Joker malware is a type of ad-clicker (adware) app for Android that hijacks the user’s ad profile ID, fetches ads, clicks on them silently, and generates money for the distributors on the data expense of the victims. In addition to this, the malware can automatically register the victim to subscription services and send the cut to the actors. As such, this is a very damaging type of malware that has massive, large-scale implications. Due to its profit potential, actors are constantly trying to get it into the Play Store in various app forms, and oftentimes, they succeed.
In countries like India, where internet access is more often a case of mobile data rather than WiFi, the charges from Joker malware can have severe repercussions. As such, people are advised to be very careful with which apps they choose to install on their devices, where they source them from, and what permissions they grant to them upon installation.

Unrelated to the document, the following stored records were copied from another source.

//! GatewayClass and Gateway resources.

use super::condition::Condition;
use super::meta::ObjectMeta;
use super::selector::LabelSelector;
use serde::{Deserialize, Serialize};
use std::fmt;

/// API group of the gateway resources
pub const GATEWAY_API_GROUP: &str = "networking.x-k8s.io";
/// Route kind listeners may bind
pub const KIND_HTTP_ROUTE: &str = "HTTPRoute";
/// Kind of a core Secret reference
pub const KIND_SECRET: &str = "Secret";

/// Typed reference to another object. An empty group is the core group.
#[derive(Debug, Clone, Default, PartialEq, Eq, Serialize, Deserialize)]
#[serde(rename_all = "camelCase", default)]
pub struct ObjectReference {
    pub group: String,
    pub kind: String,
    pub name: String,
    pub namespace: Option<String>,
}

impl ObjectReference {
    pub fn secret<N: Into<String>>(name: N) -> Self {
        Self { group: String::new(), kind: KIND_SECRET.to_string(), name: name.into(), namespace: None }
    }

    /// Core-group `Secret`
    pub fn is_secret_ref(&self) -> bool {
        (self.group.is_empty() || self.group == "core") && self.kind == KIND_SECRET
    }
}

#[derive(Debug, Clone, Default, PartialEq, Serialize, Deserialize)]
#[serde(rename_all = "camelCase", default)]
pub struct GatewayClassSpec {
    pub controller: String,
    pub parameters_ref: Option<ObjectReference>,
}

#[derive(Debug, Clone, Default, PartialEq, Serialize, Deserialize)]
#[serde(default)]
pub struct GatewayClassStatus {
    pub conditions: Vec<Condition>,
}

/// Cluster-scoped class naming the controller responsible for its Gateways
#[derive(Debug, Clone, Default, PartialEq, Serialize, Deserialize)]
#[serde(default)]
pub struct GatewayClass {
    pub metadata: ObjectMeta,
    pub spec: GatewayClassSpec,
    pub status: GatewayClassStatus,
}

#[derive(Debug, Clone, Copy, Default, PartialEq, Eq, Hash, Serialize, Deserialize)]
#[serde(rename_all = "UPPERCASE")]
pub enum ProtocolType {
    #[default]
    Http,
    Https,
    Tls,
    Tcp,
    Udp,
}

impl ProtocolType {
    pub fn requires_tls(&self) -> bool {
        matches!(self, Self::Https | Self::Tls)
    }
}

impl fmt::Display for ProtocolType {
    fn fmt(&self, f: &mut fmt::Formatter<'_>) -> fmt::Result {
        let s = match self {
            Self::Http => "HTTP",
            Self::Https => "HTTPS",
            Self::Tls => "TLS",
            Self::Tcp => "TCP",
            Self::Udp => "UDP",
        };
        f.write_str(s)
    }
}

#[derive(Debug, Clone, Default, PartialEq, Serialize, Deserialize)]
#[serde(rename_all = "camelCase", default)]
pub struct GatewayTlsConfig {
    pub certificate_ref: Option<ObjectReference>,
}

/// Which routes a listener accepts
#[derive(Debug, Clone, PartialEq, Serialize, Deserialize)]
#[serde(rename_all = "camelCase", default)]
pub struct RouteBindingSelector {
    pub group: Option<String>,
    pub kind: String,
    pub selector: LabelSelector,
}

impl Default for RouteBindingSelector {
    fn default() -> Self {
        Self { group: None, kind: KIND_HTTP_ROUTE.to_string(), selector: LabelSelector::default() }
    }
}

#[derive(Debug, Clone, Default, PartialEq, Serialize, Deserialize)]
#[serde(rename_all = "camelCase", default)]
pub struct Listener {
    pub hostname: Option<String>,
    pub port: u32,
    pub protocol: ProtocolType,
    pub tls: Option<GatewayTlsConfig>,
    pub routes: RouteBindingSelector,
}

#[derive(Debug, Clone, Copy, PartialEq, Eq, Serialize, Deserialize)]
pub enum AddressType {
    IPAddress,
    NamedAddress,
}

#[derive(Debug, Clone, PartialEq, Serialize, Deserialize)]
pub struct GatewayAddress {
    #[serde(rename = "type", default)]
    pub type_: Option<AddressType>,
    pub value: String,
}

#[derive(Debug, Clone, Default, PartialEq, Serialize, Deserialize)]
#[serde(rename_all = "camelCase", default)]
pub struct GatewaySpec {
    pub gateway_class_name: String,
    pub listeners: Vec<Listener>,
    pub addresses: Vec<GatewayAddress>,
}

#[derive(Debug, Clone, Default, PartialEq, Serialize, Deserialize)]
#[serde(default)]
pub struct GatewayStatus {
    pub addresses: Vec<GatewayAddress>,
    pub conditions: Vec<Condition>,
}

#[derive(Debug, Clone, Default, PartialEq, Serialize, Deserialize)]
#[serde(default)]
pub struct Gateway {
    pub metadata: ObjectMeta,
    pub spec: GatewaySpec,
    pub status: GatewayStatus,
}
//! Retry-classified error aggregation.

use std::fmt;
use std::time::Duration;

use super::{Error, Result};

/// Backoff applied when a referenced resource is missing or not yet admitted.
pub const REFERENCE_BACKOFF: Duration = Duration::from_secs(2);

/// Backoff applied to transient object store failures.
pub const STORE_BACKOFF: Duration = Duration::from_secs(5);

/// Backoff applied after losing an optimistic-concurrency race.
pub const CONFLICT_BACKOFF: Duration = Duration::from_secs(1);

/// A list of independent faults found in a single validation or reconcile pass.
///
/// The aggregate is retryable only when every member is retryable. A single
/// terminal member makes the whole aggregate terminal, since a requeue would
/// not fix it without a spec edit.
#[derive(Debug)]
pub struct ErrorAggregate {
    errors: Vec<Error>,
}

impl ErrorAggregate {
    /// Collapse `errors` into a result.
    ///
    /// Empty is `Ok`, a single error is returned as-is, and two or more are
    /// wrapped. Nested aggregates are flattened.
    pub fn maybe(errors: Vec<Error>) -> Result<()> {
        let mut flat = Vec::with_capacity(errors.len());
        for error in errors {
            match error {
                Error::Aggregate(inner) => flat.extend(inner.errors),
                other => flat.push(other),
            }
        }

        match flat.len() {
            0 => Ok(()),
            1 => Err(flat.remove(0)),
            _ => Err(Error::Aggregate(Self { errors: flat })),
        }
    }

    pub fn errors(&self) -> &[Error] {
        &self.errors
    }

    pub fn len(&self) -> usize {
        self.errors.len()
    }

    pub fn is_empty(&self) -> bool {
        self.errors.is_empty()
    }

    pub fn is_retryable(&self) -> bool {
        self.after().is_some()
    }

    /// Largest backoff across members, or `None` if any member is terminal.
    pub fn after(&self) -> Option<Duration> {
        let mut max = Duration::ZERO;
        for error in &self.errors {
            max = max.max(error.retry_after()?);
        }
        Some(max)
    }
}

impl fmt::Display for ErrorAggregate {
    fn fmt(&self, f: &mut fmt::Formatter<'_>) -> fmt::Result {
        if self.errors.len() == 1 {
            return write!(f, "{}", self.errors[0]);
        }
        write!(f, "[")?;
        for (i, error) in self.errors.iter().enumerate() {
            if i > 0 {
                write!(f, ", ")?;
            }
            write!(f, "{}", error)?;
        }
        write!(f, "]")
    }
}

impl std::error::Error for ErrorAggregate {}

#[cfg(test)]
mod tests {
    use super::*;

    #[test]
    fn empty_is_ok() {
        assert!(ErrorAggregate::maybe(Vec::new()).is_ok());
    }

    #[test]
    fn single_error_is_not_wrapped() {
        let err = ErrorAggregate::maybe(vec![Error::validation("bad")]).unwrap_err();
        assert!(matches!(err, Error::Validation { .. }));
    }

    #[test]
    fn all_retryable_uses_max_backoff() {
        let err = ErrorAggregate::maybe(vec![
            Error::reference("Service", "default/a", "missing"),
            Error::store("timeout"),
        ])
        .unwrap_err();

        assert!(err.is_retryable());
        assert_eq!(err.retry_after(), Some(STORE_BACKOFF));
    }

    #[test]
    fn terminal_member_makes_aggregate_terminal() {
        let err = ErrorAggregate::maybe(vec![
            Error::reference("Service", "default/a", "missing"),
            Error::validation("duplicate port 80"),
        ])
        .unwrap_err();

        assert!(!err.is_retryable());
        assert_eq!(err.retry_after(), None);
        assert_eq!(err.reason(), "Invalid");
    }

    #[test]
    fn nested_aggregates_are_flattened() {
        let inner = ErrorAggregate::maybe(vec![Error::validation("a"), Error::validation("b")])
            .unwrap_err();
        let err = ErrorAggregate::maybe(vec![inner, Error::validation("c")]).unwrap_err();

        match err {
            Error::Aggregate(agg) => assert_eq!(agg.len(), 3),
            other => panic!("expected aggregate, got {other:?}"),
        }
    }

    #[test]
    fn display_lists_every_member() {
        let err = ErrorAggregate::maybe(vec![Error::validation("a"), Error::validation("b")])
            .unwrap_err();
        assert_eq!(err.to_string(), "[Validation error: a, Validation error: b]");
    }
}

Also, installing a mobile AV solution and keeping it up to date would be an excellent method to keep things under control.
The apps that Odisha Police warns about right now are the following:
- Auxiliary Message
- Fast Magic SMS
- Free CamScanner
- Super Message
- Element Scanner
- Go messages
- Travel Wallpapers
- Super SMS
Obviously, none of these are necessary for productivity or other important services, so users who got tricked and installed them suffered fraudulent charges for no good reason. If you do have any of these apps installed on your device, you should remove it immediately and then run a filesystem scan using an AV tool.
Uprooting the malware isn’t always as straightforward as deleting the app. Make sure to also check your permissions list, unsubscribe from any services you don’t recognize, and check your credit cards and bank statements for any suspicious transactions.